_PROBLEM REQUIREMENTS:_ Below are records; quote them exactly from the first line through the line that contains "use tankctl::pins;".

_DATA SHOWN:_
-=-=-=-=-

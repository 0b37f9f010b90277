//! Integration test driver for `tests/integration/` submodule.
//!
//! Each `mod` below maps to a file that exercises a specific subsystem
//! against mock adapters.  All tests run on the host (x86_64) with no
//! real hardware required.

mod display_tests;
mod handshake_tests;
mod mock_hw;
mod scheduler_tests;
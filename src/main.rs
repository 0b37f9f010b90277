//! Tank level controller firmware: main entry point.
//!
//! Two execution contexts share nothing but two lock-free channels:
//!
//! ```text
//! ┌────────────────────────────────────────────────────────────────┐
//! │  esp_timer task (every T0)          main task (background)     │
//! │                                                                │
//! │  ControlScheduler::on_tick          DisplayTask::poll          │
//! │   ├─ Controller::tick(hw)            ├─ LogDisplay (LCD text)  │
//! │   ├─ EventProducer ─── spsc ───────▶ ├─ PanelLeds              │
//! │   └─ HandshakeProducer ═══ 4 flags ═▶└─ drain_events → log     │
//! └────────────────────────────────────────────────────────────────┘
//! ```
#![deny(unused_must_use)]

// ── Imports ───────────────────────────────────────────────────
use anyhow::Result;
use esp_idf_hal::delay::FreeRtos;
use esp_idf_hal::gpio::{AnyInputPin, AnyOutputPin, Output, PinDriver, Pull};
use log::info;

use tankctl::adapters::hardware::HardwareAdapter;
use tankctl::adapters::log_sink::{LogDisplay, LogEventSink};
use tankctl::adapters::time::MonotonicClock;
use tankctl::app::events::{EventQueue, drain_events};
use tankctl::config::ControllerConfig;
use tankctl::controller::Controller;
use tankctl::display::DisplayFrame;
use tankctl::display::handshake::Handshake;
use tankctl::display::task::DisplayTask;
use tankctl::drivers::indicator_leds::PanelLeds;
use tankctl::drivers::pump::PumpDriver;
use tankctl::drivers::{hw_init, hw_timer};
use tankctl::pins;
use tankctl::scheduler::ControlScheduler;

/// Background loop period.  Well below the display refresh interval.
const BACKGROUND_POLL_MS: u32 = 20;

fn led(gpio: i32) -> Result<PinDriver<'static, AnyOutputPin, Output>> {
    // SAFETY: every LED GPIO in `pins` is used exactly once, here.
    let pin = unsafe { AnyOutputPin::new(gpio) };
    Ok(PinDriver::output(pin)?)
}

// ── Main ──────────────────────────────────────────────────────

fn main() -> Result<()> {
    // ── 1. ESP-IDF bootstrap ──────────────────────────────────
    esp_idf_svc::sys::link_patches();
    esp_idf_logger::init()?;

    info!("╔══════════════════════════════════════╗");
    info!("║  tankctl v{}                        ║", env!("CARGO_PKG_VERSION"));
    info!("╚══════════════════════════════════════╝");

    // ── 2. Configuration (compiled-in, never persisted) ───────
    let config = ControllerConfig::default();
    let controller = Controller::new(&config)?;

    // ── 3. Peripherals ────────────────────────────────────────
    hw_init::init_peripherals()?;

    // SAFETY: the switch GPIO is not claimed anywhere else.
    let mut auto_switch = PinDriver::input(unsafe { AnyInputPin::new(pins::AUTO_SWITCH_GPIO) })?;
    auto_switch.set_pull(Pull::Up)?;

    let [l0, l1, l2, l3, l4] = pins::LEVEL_LED_GPIOS;
    let mut leds = PanelLeds::new(
        [led(l0)?, led(l1)?, led(l2)?, led(l3)?, led(l4)?],
        led(pins::MANUAL_LED_GPIO)?,
        led(pins::AUTO_LED_GPIO)?,
    );

    // ── 4. Cross-context channels (leaked: live until reset) ──
    let handshake = Box::leak(Box::new(Handshake::new(DisplayFrame::default())));
    let queue = Box::leak(Box::new(EventQueue::new()));
    let (frames_tx, frames_rx) = handshake.split();
    let (events_tx, mut events_rx) = queue.split();

    // ── 5. Arm the control loop ───────────────────────────────
    let io = HardwareAdapter::new(auto_switch, PumpDriver::new());
    let scheduler = Box::leak(Box::new(ControlScheduler::new(
        controller, io, frames_tx, events_tx,
    )));
    hw_timer::start_control_timer(config.sample_period_us(), scheduler)?;
    info!("control loop armed (T0={} us, Manual)", config.sample_period_us());

    // ── 6. Background loop ────────────────────────────────────
    let mut display = DisplayTask::new(frames_rx, MonotonicClock::new(), config.display_refresh_ms);
    let mut lcd = LogDisplay::new();
    let mut sink = LogEventSink::new();

    loop {
        display.poll(&mut lcd, &mut leds);
        drain_events(&mut events_rx, &mut sink);
        FreeRtos::delay_ms(BACKGROUND_POLL_MS);
    }
}
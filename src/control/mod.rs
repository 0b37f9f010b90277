//! Control building blocks, leaf-first.
//!
//! ```text
//!  raw codes ──▶ convert ──▶ signals ──▶ mode ──▶ pid ──▶ output ──▶ pump
//! ```
//!
//! Nothing in here touches hardware or shared state; the
//! [`Controller`](crate::controller::Controller) sequences these pieces
//! once per tick.

pub mod convert;
pub mod mode;
pub mod output;
pub mod pid;
pub mod signals;
//! Mock adapters for integration tests.
//!
//! [`MockIo`] serves fixed converter codes and records every port call so
//! tests can assert on the exact per-tick sequence without touching real
//! ADC/LEDC registers.  The other mocks collect what the background side
//! would have shown or logged.

use std::cell::Cell;
use std::rc::Rc;

use tankctl::app::events::ControlEvent;
use tankctl::app::ports::{
    AnalogInput, AnalogOutput, ClockPort, DiscreteInput, DisplayPort, EventSink, IndicatorPort,
    ProcessIo, SwitchInput,
};
use tankctl::control::mode::Mode;
use tankctl::display::DisplayFrame;

// ── Port call record ──────────────────────────────────────────

#[derive(Debug, Clone, Copy, PartialEq, Eq)]
pub enum IoCall {
    ReadAnalog(AnalogInput),
    ReadDiscrete(DiscreteInput),
    ReadSwitch(SwitchInput),
    Write(AnalogOutput, u16),
}

// ── MockIo ────────────────────────────────────────────────────

#[derive(Debug, Default)]
pub struct MockIo {
    pub level: u16,
    pub flow: u16,
    pub setpoint: u16,
    pub manual: u16,
    pub auto: bool,
    pub calls: Vec<IoCall>,
}

#[allow(dead_code)]
impl MockIo {
    pub fn new() -> Self {
        Self::default()
    }

    /// Every code written to the pump, oldest first.
    pub fn pump_writes(&self) -> Vec<u16> {
        self.calls
            .iter()
            .filter_map(|c| match c {
                IoCall::Write(AnalogOutput::Pump, code) => Some(*code),
                _ => None,
            })
            .collect()
    }

    pub fn last_pump_code(&self) -> Option<u16> {
        self.pump_writes().last().copied()
    }

    /// Drop the call history, keep the input codes.
    pub fn clear_calls(&mut self) {
        self.calls.clear();
    }
}

impl ProcessIo for MockIo {
    fn read_analog_input(&mut self, channel: AnalogInput) -> u16 {
        self.calls.push(IoCall::ReadAnalog(channel));
        match channel {
            AnalogInput::FluidLevel => self.level,
            AnalogInput::OutputFlow => self.flow,
        }
    }

    fn read_discrete_input(&mut self, channel: DiscreteInput) -> u16 {
        self.calls.push(IoCall::ReadDiscrete(channel));
        match channel {
            DiscreteInput::Setpoint => self.setpoint,
            DiscreteInput::ManualVoltage => self.manual,
        }
    }

    fn read_switch(&mut self, channel: SwitchInput) -> bool {
        self.calls.push(IoCall::ReadSwitch(channel));
        self.auto
    }

    fn write_analog_output(&mut self, channel: AnalogOutput, code: u16) {
        self.calls.push(IoCall::Write(channel, code));
    }
}

// ── Background-side mocks ─────────────────────────────────────

#[derive(Debug, Default)]
pub struct RecordingSink {
    pub events: Vec<ControlEvent>,
}

impl EventSink for RecordingSink {
    fn emit(&mut self, event: &ControlEvent) {
        self.events.push(*event);
    }
}

#[derive(Debug, Default)]
pub struct RecordingDisplay {
    pub frames: Vec<DisplayFrame>,
}

impl DisplayPort for RecordingDisplay {
    fn render(&mut self, frame: &DisplayFrame) {
        self.frames.push(*frame);
    }
}

#[derive(Debug, Default)]
pub struct RecordingLeds {
    pub level: Option<u8>,
    pub mode: Option<Mode>,
}

impl IndicatorPort for RecordingLeds {
    fn show_level(&mut self, segments: u8) {
        self.level = Some(segments);
    }

    fn show_mode(&mut self, mode: Mode) {
        self.mode = Some(mode);
    }
}

/// Clock the test advances by hand.
#[derive(Debug, Clone, Default)]
pub struct ManualClock(Rc<Cell<u64>>);

#[allow(dead_code)]
impl ManualClock {
    pub fn advance(&self, ms: u64) {
        self.0.set(self.0.get() + ms);
    }
}

impl ClockPort for ManualClock {
    fn now_ms(&self) -> u64 {
        self.0.get()
    }
}
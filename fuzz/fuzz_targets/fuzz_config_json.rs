//! Fuzz target: `ControllerConfig` from JSON
//!
//! Feeds arbitrary bytes through the same path `tank-sim --config` uses.
//! Verifies:
//! - Parsing and validation never panic
//! - A config that validates always builds a controller
//!
//! cargo fuzz run fuzz_config_json

#![no_main]

use libfuzzer_sys::fuzz_target;
use tankctl::config::ControllerConfig;
use tankctl::controller::Controller;

fuzz_target!(|data: &[u8]| {
    let Ok(config) = serde_json::from_slice::<ControllerConfig>(data) else {
        return;
    };
    if config.validate().is_ok() {
        assert!(Controller::new(&config).is_ok());
    }
});
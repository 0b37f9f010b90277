//! Unified error types for the tank controller firmware.
//!
//! The periodic control path never fails: every out-of-range input is
//! clamped.  Errors only exist at startup, where an invalid configuration
//! must stop the control loop from ever being armed.  All variants are
//! `Copy` so they can be logged and matched without allocation.

use core::fmt;

use crate::drivers::hw_init::HwInitError;

// ---------------------------------------------------------------------------
// Top-level firmware error
// ---------------------------------------------------------------------------

/// Every fallible startup operation funnels into this type.
#[derive(Debug, Clone, Copy, PartialEq, Eq)]
pub enum Error {
    /// Configuration failed validation.
    Config(ConfigError),
    /// Peripheral or timer initialisation failed.
    Hardware(HwInitError),
}

impl fmt::Display for Error {
    fn fmt(&self, f: &mut fmt::Formatter<'_>) -> fmt::Result {
        match self {
            Self::Config(e) => write!(f, "config: {e}"),
            Self::Hardware(e) => write!(f, "hardware: {e}"),
        }
    }
}

impl core::error::Error for Error {}

// ---------------------------------------------------------------------------
// Configuration errors
// ---------------------------------------------------------------------------

/// Reasons a [`ControllerConfig`](crate::config::ControllerConfig) is refused.
#[derive(Debug, Clone, Copy, PartialEq, Eq)]
pub enum ConfigError {
    /// Integral time `Ti` is zero; `Ci = T0 / Ti` would divide by zero.
    ZeroIntegralTime,
    /// Anti-windup time constant `Tf` is zero.
    ZeroAntiWindupTime,
    /// Sample period `T0` is zero or negative.
    NonPositiveSamplePeriod,
    /// `Td + N·T0` is zero; the derivative filter coefficient is undefined.
    DegenerateDerivativeFilter,
    /// A gain or time constant is NaN or infinite.
    NonFinite(&'static str),
    /// A channel's `code_min` is not below its `code_max`.
    EmptyCodeRange(&'static str),
    /// A channel's engineering scale is zero, negative or non-finite.
    InvalidScale(&'static str),
    /// The display refresh interval is zero.
    ZeroRefreshInterval,
}

impl fmt::Display for ConfigError {
    fn fmt(&self, f: &mut fmt::Formatter<'_>) -> fmt::Result {
        match self {
            Self::ZeroIntegralTime => write!(f, "integral time Ti must be non-zero"),
            Self::ZeroAntiWindupTime => write!(f, "anti-windup time Tf must be non-zero"),
            Self::NonPositiveSamplePeriod => write!(f, "sample period T0 must be positive"),
            Self::DegenerateDerivativeFilter => write!(f, "Td + N*T0 must be non-zero"),
            Self::NonFinite(field) => write!(f, "{field} must be finite"),
            Self::EmptyCodeRange(channel) => write!(f, "{channel}: code_min must be below code_max"),
            Self::InvalidScale(channel) => write!(f, "{channel}: scale must be positive and finite"),
            Self::ZeroRefreshInterval => write!(f, "display refresh interval must be non-zero"),
        }
    }
}

impl From<ConfigError> for Error {
    fn from(e: ConfigError) -> Self {
        Self::Config(e)
    }
}

impl From<HwInitError> for Error {
    fn from(e: HwInitError) -> Self {
        Self::Hardware(e)
    }
}

// ---------------------------------------------------------------------------
// Convenience Result alias
// ---------------------------------------------------------------------------

/// Firmware-wide `Result` alias.
pub type Result<T> = core::result::Result<T, Error>;
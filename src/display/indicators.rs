//! Front-panel LED logic: the five-segment level bar and the mode lamps.

use crate::control::mode::Mode;

/// Level (m) at which each bar segment lights: 2, 4, 6, 8, 10 cm.
pub const LEVEL_THRESHOLDS_M: [f32; 5] = [0.02, 0.04, 0.06, 0.08, 0.10];

/// Maps a fluid level to the number of lit bar segments.
#[derive(Debug, Clone, Copy, PartialEq)]
pub struct LevelBar {
    thresholds: [f32; 5],
}

impl Default for LevelBar {
    fn default() -> Self {
        Self {
            thresholds: LEVEL_THRESHOLDS_M,
        }
    }
}

impl LevelBar {
    /// Segments lit at `level_m`; a segment is lit at or above its threshold.
    pub fn segments(&self, level_m: f32) -> u8 {
        self.thresholds.iter().filter(|t| level_m >= **t).count() as u8
    }
}

/// `(manual_lamp, auto_lamp)`; exactly one is on.
pub fn mode_lamps(mode: Mode) -> (bool, bool) {
    match mode {
        Mode::Manual => (true, false),
        Mode::Auto => (false, true),
    }
}
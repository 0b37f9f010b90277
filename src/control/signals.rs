//! Process variables with one tick of history.
//!
//! Each `record_*` method shifts the current value into its `old_*` twin
//! before overwriting it, so `old_*` always holds exactly what the current
//! field held one tick earlier.  They are the only way to update a field
//! that has history.

use serde::Serialize;

/// Current process variables, refreshed every tick.
#[derive(Debug, Clone, Copy, Default, PartialEq, Serialize)]
pub struct SignalSnapshot {
    /// r(k), metres.
    pub current_setpoint: f32,
    /// r(k-1), metres.
    pub old_setpoint: f32,
    /// Upid(k), volts.
    pub pid_control_voltage: f32,
    /// Upid(k-1), volts.
    pub old_pid_control_voltage: f32,
    /// Manual trimmer voltage, volts.
    pub manual_control_voltage: f32,
    /// h(k), metres.
    pub current_fluid_level: f32,
    /// h(k-1), metres.
    pub old_fluid_level: f32,
    /// Outlet flow, cm³/s.  Telemetry only.
    pub output_flow_rate: f32,
}

impl SignalSnapshot {
    pub fn record_fluid_level(&mut self, level: f32) {
        self.old_fluid_level = self.current_fluid_level;
        self.current_fluid_level = level;
    }

    pub fn record_setpoint(&mut self, setpoint: f32) {
        self.old_setpoint = self.current_setpoint;
        self.current_setpoint = setpoint;
    }

    pub fn record_pid_control_voltage(&mut self, voltage: f32) {
        self.old_pid_control_voltage = self.pid_control_voltage;
        self.pid_control_voltage = voltage;
    }

    /// Shift the PID output history without a new value, for ticks on
    /// which the PID did not run.
    pub fn hold_pid_control_voltage(&mut self) {
        self.record_pid_control_voltage(self.pid_control_voltage);
    }

    /// Control error r(k) - h(k).
    pub fn error(&self) -> f32 {
        self.current_setpoint - self.current_fluid_level
    }

    /// Control error one tick earlier.
    pub fn old_error(&self) -> f32 {
        self.old_setpoint - self.old_fluid_level
    }
}
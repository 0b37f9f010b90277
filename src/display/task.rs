//! Background display loop body.
//!
//! Each [`DisplayTask::poll`] drives the consumer half of the handshake.
//! New requests are rate limited by the refresh interval; a received frame
//! is rendered and mirrored onto the panel LEDs.

use log::trace;

use crate::app::ports::{ClockPort, DisplayPort, IndicatorPort};
use crate::display::DisplayFrame;
use crate::display::handshake::{ConsumerStep, HandshakeConsumer};
use crate::display::indicators::LevelBar;

pub struct DisplayTask<'a, C: ClockPort> {
    consumer: HandshakeConsumer<'a, DisplayFrame>,
    clock: C,
    refresh_ms: u64,
    last_request_ms: Option<u64>,
    level_bar: LevelBar,
    frames: u32,
}

impl<'a, C: ClockPort> DisplayTask<'a, C> {
    pub fn new(consumer: HandshakeConsumer<'a, DisplayFrame>, clock: C, refresh_ms: u32) -> Self {
        Self {
            consumer,
            clock,
            refresh_ms: u64::from(refresh_ms),
            last_request_ms: None,
            level_bar: LevelBar::default(),
            frames: 0,
        }
    }

    /// Run one consumer step.  Returns the frame if one was rendered.
    pub fn poll(
        &mut self,
        display: &mut impl DisplayPort,
        indicators: &mut impl IndicatorPort,
    ) -> Option<DisplayFrame> {
        let now = self.clock.now_ms();
        let due = self
            .last_request_ms
            .is_none_or(|last| now.saturating_sub(last) >= self.refresh_ms);

        match self.consumer.poll(due) {
            ConsumerStep::Received(frame) => {
                display.render(&frame);
                indicators.show_level(self.level_bar.segments(frame.signals.current_fluid_level));
                indicators.show_mode(frame.mode);
                self.frames = self.frames.wrapping_add(1);
                Some(frame)
            }
            ConsumerStep::Requested => {
                trace!("display: refresh requested at {now} ms");
                self.last_request_ms = Some(now);
                None
            }
            ConsumerStep::Pending | ConsumerStep::Idle => None,
        }
    }

    /// Frames rendered so far.
    pub fn frames_rendered(&self) -> u32 {
        self.frames
    }
}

-=-=-=-=-

_YOUR RESPONSE:_
repository 0b37f9f010b90277
//! Integration test driver for `tests/integration/` submodule.
//!
//! Each `mod` below maps to a file that exercises a specific subsystem
//! against mock adapters.  All tests run on the host (x86_64) with no
//! real hardware required.

mod display_tests;
mod handshake_tests;
mod mock_hw;
mod scheduler_tests;
filename src/main.rs
repository 0b37f9f010b90277
//! Tank level controller firmware: main entry point.
//!
//! Two execution contexts share nothing but two lock-free channels:
//!
//! ```text
//! ┌────────────────────────────────────────────────────────────────┐
//! │  esp_timer task (every T0)          main task (background)     │
//! │                                                                │
//! │  ControlScheduler::on_tick          DisplayTask::poll          │
//! │   ├─ Controller::tick(hw)            ├─ LogDisplay (LCD text)  │
//! │   ├─ EventProducer ─── spsc ───────▶ ├─ PanelLeds              │
//! │   └─ HandshakeProducer ═══ 4 flags ═▶└─ drain_events → log     │
//! └────────────────────────────────────────────────────────────────┘
//! ```
#![deny(unused_must_use)]

// ── Imports ───────────────────────────────────────────────────
use anyhow::Result;
use esp_idf_hal::delay::FreeRtos;
use esp_idf_hal::gpio::{AnyInputPin, AnyOutputPin, Output, PinDriver, Pull};
use log::info;

use tankctl::adapters::hardware::HardwareAdapter;
use tankctl::adapters::log_sink::{LogDisplay, LogEventSink};
use tankctl::adapters::time::MonotonicClock;
use tankctl::app::events::{EventQueue, drain_events};
use tankctl::config::ControllerConfig;
use tankctl::controller::Controller;
use tankctl::display::DisplayFrame;
use tankctl::display::handshake::Handshake;
use tankctl::display::task::DisplayTask;
use tankctl::drivers::indicator_leds::PanelLeds;
use tankctl::drivers::pump::PumpDriver;
use tankctl::drivers::{hw_init, hw_timer};
use tankctl::pins;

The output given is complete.